18 aprile, 2017 nessun commento


(Reuters Health) – Con la richiesta di dati clinici supplementari per determinare la dose più appropriata del farmaco e caratterizzare meglio il suo profilo di sicurezza, la FDA ha detto momentaneamente no a Olumian (baricitinib), il farmaco per l’artrite reumatoide sviluppato da Eli Lilly e Incyte Corp. A dare la notizia è stata la stessa azienda americana venerdì scorso. In Europa, invece, nel mese di febbraio baricitinib ha ottenuto l’approvazione della Commissione Europea.

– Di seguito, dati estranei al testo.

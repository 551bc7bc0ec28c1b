// Compound builders
//
//  Copyright (C) 2014-2021 Ryan Specialty Group, LLC.
//
//  This file is part of doxymd.
//
//  This program is free software: you can redistribute it and/or modify
//  it under the terms of the GNU General Public License as published by
//  the Free Software Foundation, either version 3 of the License, or
//  (at your option) any later version.
//
//  This program is distributed in the hope that it will be useful,
//  but WITHOUT ANY WARRANTY; without even the implied warranty of
//  MERCHANTABILITY or FITNESS FOR A PARTICULAR PURPOSE.  See the
//  GNU General Public License for more details.
//
//  You should have received a copy of the GNU General Public License
//  along with this program.  If not, see <http://www.gnu.org/licenses/>.

//! Builders for `compounddef` and its structural children.
//!
//! A compound is the unit of Doxygen output:
//!   each compound file holds exactly one.
//! Beyond its descriptions and member sections,
//!   a compound holds references to related compounds
//!     (bases, derived classes, and nested compounds),
//!   which [`crate::resolve`] later links into a graph.

use super::{
    descr,
    listing::programlisting,
    member::{
        linked_text, listed_member, location, sectiondef, templateparamlist,
    },
    text_node, BuildResult, Scope, ViolationKind,
};
use crate::{
    dom::{
        CompoundDef, CompoundRef, Include, InnerKind, InnerRef, Node,
        NodeData, NodeKind,
    },
    xml::Element,
};

/// Build a `compounddef`.
///
/// `compounddef/@id`, `compounddef/@kind`, and `compoundname` are
///   mandatory.
pub fn compounddef(ele: &Element) -> BuildResult<Node> {
    const BUILDER: &str = "compound builder";

    if ele.name() != NodeKind::Compounddef.tag() {
        return Err(ele
            .violation(ViolationKind::UnexpectedRoot {
                expected: "compounddef",
            })
            .rejected_by(BUILDER));
    }

    let mut scope = Scope::new(ele, NodeKind::Compounddef, BUILDER);
    let attrs = scope.attrs(&[
        "id", "kind", "language", "prot", "final", "inline", "sealed",
        "abstract",
    ])?;

    let mut def = CompoundDef {
        id: attrs.req("id")?,
        kind: attrs.req("kind")?,
        language: attrs.opt_nonempty("language"),
        prot: attrs.opt_nonempty("prot"),
        is_final: attrs.flag("final")?,
        is_inline: attrs.flag("inline")?,
        is_sealed: attrs.flag("sealed")?,
        is_abstract: attrs.flag("abstract")?,
        ..Default::default()
    };
    let mut name = None;
    let mut title = None;

    scope.each_element(|scope, child| {
        let tag = child.name();

        match tag {
            "compoundname" => {
                let node = text_node(child, NodeKind::Compoundname)?;
                def.compound_name = node.text();
                scope.push_once(&mut name, child, node)
            }
            "title" => {
                let node = text_node(child, NodeKind::Title)?;
                def.title = Some(node.text());
                scope.push_once(&mut title, child, node)
            }

            "basecompoundref" | "derivedcompoundref" => {
                let (node, data) = compoundref(child)?;

                if tag == "basecompoundref" {
                    def.base_refs.push(data);
                } else {
                    def.derived_refs.push(data);
                }

                scope.push(node);
                Ok(())
            }

            "includes" | "includedby" => {
                scope.push(include(child)?);
                Ok(())
            }

            "incdepgraph" | "invincdepgraph" | "inheritancegraph"
            | "collaborationgraph" => {
                scope.push(graph(child)?);
                Ok(())
            }

            _ if InnerKind::from_tag(tag).is_some() => {
                let (node, data) = inner(child)?;
                def.inner.push(data);
                scope.push(node);
                Ok(())
            }

            "qualifier" => {
                scope.push(text_node(child, NodeKind::Qualifier)?);
                Ok(())
            }
            "templateparamlist" => scope.push_once(
                &mut def.template_params,
                child,
                templateparamlist(child)?,
            ),
            "sectiondef" => {
                let index = scope.push(sectiondef(child)?);
                def.sections.push(index);
                Ok(())
            }
            "tableofcontents" => {
                scope.push_once(&mut def.toc, child, tableofcontents(child)?)
            }
            "requiresclause" | "initializer" => {
                let kind = NodeKind::from_tag(tag)
                    .ok_or_else(|| scope.unexpected(child))?;
                scope.push(linked_text(child, kind)?);
                Ok(())
            }

            "briefdescription" => scope.push_once(
                &mut def.brief,
                child,
                descr::description(child)?,
            ),
            "detaileddescription" => scope.push_once(
                &mut def.detailed,
                child,
                descr::description(child)?,
            ),

            "exports" => {
                scope.push(exports(child)?);
                Ok(())
            }
            "programlisting" => scope.push_once(
                &mut def.listing,
                child,
                programlisting(child)?,
            ),
            "location" => {
                let (node, loc) = location(child)?;
                def.location = Some(loc);
                scope.push(node);
                Ok(())
            }
            "listofallmembers" => {
                scope.push(listofallmembers(child)?);
                Ok(())
            }

            _ => Err(scope.unexpected(child)),
        }
    })?;

    if def.compound_name.trim().is_empty() {
        return Err(scope.violation(match name {
            None => ViolationKind::MissingElement("compoundname".into()),
            Some(_) => ViolationKind::EmptyValue("compoundname".into()),
        }));
    }

    Ok(scope.finish(NodeData::Compound(Box::new(def))))
}

/// Build a `basecompoundref` or `derivedcompoundref`.
fn compoundref(ele: &Element) -> BuildResult<(Node, CompoundRef)> {
    let kind =
        NodeKind::from_tag(ele.name()).unwrap_or(NodeKind::Basecompoundref);

    let mut scope = Scope::new(ele, kind, "compound reference builder");
    let attrs = scope.attrs(&["refid", "prot", "virt"])?;

    let data = CompoundRef {
        refid: attrs.opt_nonempty("refid"),
        prot: attrs.req("prot")?,
        virt: attrs.req("virt")?,
        name: scope.text_only()?,
    };

    Ok((scope.finish(NodeData::CompoundRef(data.clone())), data))
}

fn include(ele: &Element) -> BuildResult<Node> {
    let kind =
        NodeKind::from_tag(ele.name()).unwrap_or(NodeKind::Includes);

    let mut scope = Scope::new(ele, kind, "include builder");
    let attrs = scope.attrs(&["refid", "local"])?;

    let refid = attrs.opt_nonempty("refid");
    let local = attrs.flag("local")?;
    let name = scope.text_only()?;

    Ok(scope.finish(NodeData::Include(Include { refid, local, name })))
}

/// Build a reference to a nested compound
///   (`innerclass`, `innernamespace`, and so on).
fn inner(ele: &Element) -> BuildResult<(Node, InnerRef)> {
    const BUILDER: &str = "inner compound builder";

    let (kind, inner_kind) = NodeKind::from_tag(ele.name())
        .zip(InnerKind::from_tag(ele.name()))
        .ok_or_else(|| {
            ele.violation(ViolationKind::UnexpectedElement(ele.name().into()))
                .rejected_by(BUILDER)
        })?;

    let mut scope = Scope::new(ele, kind, BUILDER);
    let attrs = scope.attrs(&["refid", "prot", "inline"])?;

    let data = InnerRef {
        kind: inner_kind,
        refid: attrs.req("refid")?,
        prot: attrs.opt_nonempty("prot"),
        inline: attrs.flag("inline")?,
        name: scope.text_only()?,
    };

    Ok((scope.finish(NodeData::Inner(data.clone())), data))
}

/// Build an include dependency,
///   inheritance,
///   or collaboration graph.
fn graph(ele: &Element) -> BuildResult<Node> {
    let kind =
        NodeKind::from_tag(ele.name()).unwrap_or(NodeKind::Incdepgraph);

    let mut scope = Scope::new(ele, kind, "graph builder");

    scope.attrs(&[])?;
    scope.each_element(|scope, child| match child.name() {
        "node" => {
            scope.push(graph_node(child)?);
            Ok(())
        }
        _ => Err(scope.unexpected(child)),
    })?;

    Ok(scope.finish(NodeData::None))
}

fn graph_node(ele: &Element) -> BuildResult<Node> {
    let mut scope = Scope::new(ele, NodeKind::GraphNode, "graph node builder");
    let id = scope.attrs(&["id"])?.req("id")?;
    let mut label = None;
    let mut link = None;

    scope.each_element(|scope, child| match child.name() {
        "label" => scope.push_once(
            &mut label,
            child,
            text_node(child, NodeKind::Label)?,
        ),
        "link" => scope.push_once(&mut link, child, graph_link(child)?),
        "childnode" => {
            scope.push(childnode(child)?);
            Ok(())
        }
        _ => Err(scope.unexpected(child)),
    })?;

    if label.is_none() {
        return Err(
            scope.violation(ViolationKind::MissingElement("label".into()))
        );
    }

    Ok(scope.finish(NodeData::GraphNode { id }))
}

fn graph_link(ele: &Element) -> BuildResult<Node> {
    let mut scope = Scope::new(ele, NodeKind::Link, "graph link builder");
    let attrs = scope.attrs(&["refid", "external"])?;

    let refid = attrs.req("refid")?;
    let external = attrs.opt_nonempty("external");

    scope.empty()?;

    Ok(scope.finish(NodeData::GraphLink { refid, external }))
}

fn childnode(ele: &Element) -> BuildResult<Node> {
    let mut scope = Scope::new(ele, NodeKind::Childnode, "child node builder");
    let attrs = scope.attrs(&["refid", "relation"])?;

    let refid = attrs.req("refid")?;
    let relation = attrs.req("relation")?;

    scope.each_element(|scope, child| match child.name() {
        "edgelabel" => {
            scope.push(text_node(child, NodeKind::Edgelabel)?);
            Ok(())
        }
        _ => Err(scope.unexpected(child)),
    })?;

    Ok(scope.finish(NodeData::ChildNode { refid, relation }))
}

/// Build a table of contents,
///   which may nest.
fn tableofcontents(ele: &Element) -> BuildResult<Node> {
    let mut scope =
        Scope::new(ele, NodeKind::Tableofcontents, "table of contents builder");

    scope.attrs(&[])?;
    scope.each_element(|scope, child| match child.name() {
        "tocsect" => {
            scope.push(tocsect(child)?);
            Ok(())
        }
        "tableofcontents" => {
            scope.push(tableofcontents(child)?);
            Ok(())
        }
        _ => Err(scope.unexpected(child)),
    })?;

    Ok(scope.finish(NodeData::None))
}

/// Build an entry of a table of contents.
///
/// `tocsect/reference` is the id of the anchor that the entry refers to,
///   and so is mandatory.
fn tocsect(ele: &Element) -> BuildResult<Node> {
    let mut scope = Scope::new(ele, NodeKind::Tocsect, "toc section builder");
    let mut name = None;
    let mut reference = None;
    let mut name_text = String::new();
    let mut reference_text = String::new();

    scope.attrs(&[])?;
    scope.each_element(|scope, child| match child.name() {
        "name" => {
            let node = text_node(child, NodeKind::Name)?;
            name_text = node.text();
            scope.push_once(&mut name, child, node)
        }
        "reference" => {
            let node = text_node(child, NodeKind::Reference)?;
            reference_text = node.text();
            scope.push_once(&mut reference, child, node)
        }
        "tableofcontents" => {
            scope.push(tableofcontents(child)?);
            Ok(())
        }
        _ => Err(scope.unexpected(child)),
    })?;

    if reference_text.trim().is_empty() {
        return Err(scope.violation(match reference {
            None => ViolationKind::MissingElement("reference".into()),
            Some(_) => ViolationKind::EmptyValue("reference".into()),
        }));
    }

    Ok(scope.finish(NodeData::TocSect {
        name: name_text,
        reference: reference_text,
    }))
}

fn exports(ele: &Element) -> BuildResult<Node> {
    let mut scope = Scope::new(ele, NodeKind::Exports, "exports builder");

    scope.attrs(&[])?;
    scope.each_element(|scope, child| match child.name() {
        "export" => {
            scope.push(export(child)?);
            Ok(())
        }
        _ => Err(scope.unexpected(child)),
    })?;

    Ok(scope.finish(NodeData::None))
}

fn export(ele: &Element) -> BuildResult<Node> {
    let mut scope = Scope::new(ele, NodeKind::Export, "export builder");
    let refid = scope.attrs(&["refid"])?.opt_nonempty("refid");

    scope.required_text()?;

    Ok(scope.finish(NodeData::Export { refid }))
}

fn listofallmembers(ele: &Element) -> BuildResult<Node> {
    let mut scope =
        Scope::new(ele, NodeKind::Listofallmembers, "member list builder");

    scope.attrs(&[])?;
    scope.each_element(|scope, child| match child.name() {
        "member" => {
            scope.push(listed_member(child)?);
            Ok(())
        }
        _ => Err(scope.unexpected(child)),
    })?;

    Ok(scope.finish(NodeData::None))
}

Il no della FDA potrebbe ora ritardare di più di un anno l’ingresso nel mercato USA del prodotto, dando al contempo un po’ di tregua alle aziende che avrebbero invece dovuto affrontare la sua concorrenza; Pfizer con Xeljanz (tofacitinib), AbbVie con Humira (adalimumab) e Amgen con Enbrel (etanercept). Olumiant fa parte della classe di inibitori JAK, la stessa di Xeljanz, che nel 2016 ha fatturato 927 milioni di dollari. Ma a differenza di quest’ultimo, che si assume due volte al giorno, Olumiant è in regime di monosomministrazione. Gli inibitori JAK bloccano gli enzimi della famiglia delle Janus chinasi che causano l’infiammazione. Secondo gli analisti di Thomson Reuters, se fosse entrato in commercio, il farmaco di Eli Lilly e Incyte avrebbe generato un fatturato annuo di 1,7 miliardi di dollari entro il 2023. Olumiant, infatti, sembra avere un profilo di sicurezza migliore rispetto al farmaco di Pfizer e – secondo un’indagine condotta da Barclays tra i reumatologi –  il 62% di questi clinici lo avrebbe preferito. Nonostante il no della FDA, Eli Lilly ha dichiarato che non cambierà le sue previsioni per il 2017. Mentre Incyte aspetterà di capire l’impatto della risposta negativa sulle sue previsioni, che aggiornerà rispetto a quanto dichiarato nel primo trimestre. L’approvazione del farmaco, infatti, avrebbe portato al pagamento di 100 milioni di dollari da parte di Eli Lilly a Incyte, che avrebbe ricevuto anche compensi sulla base delle vendite.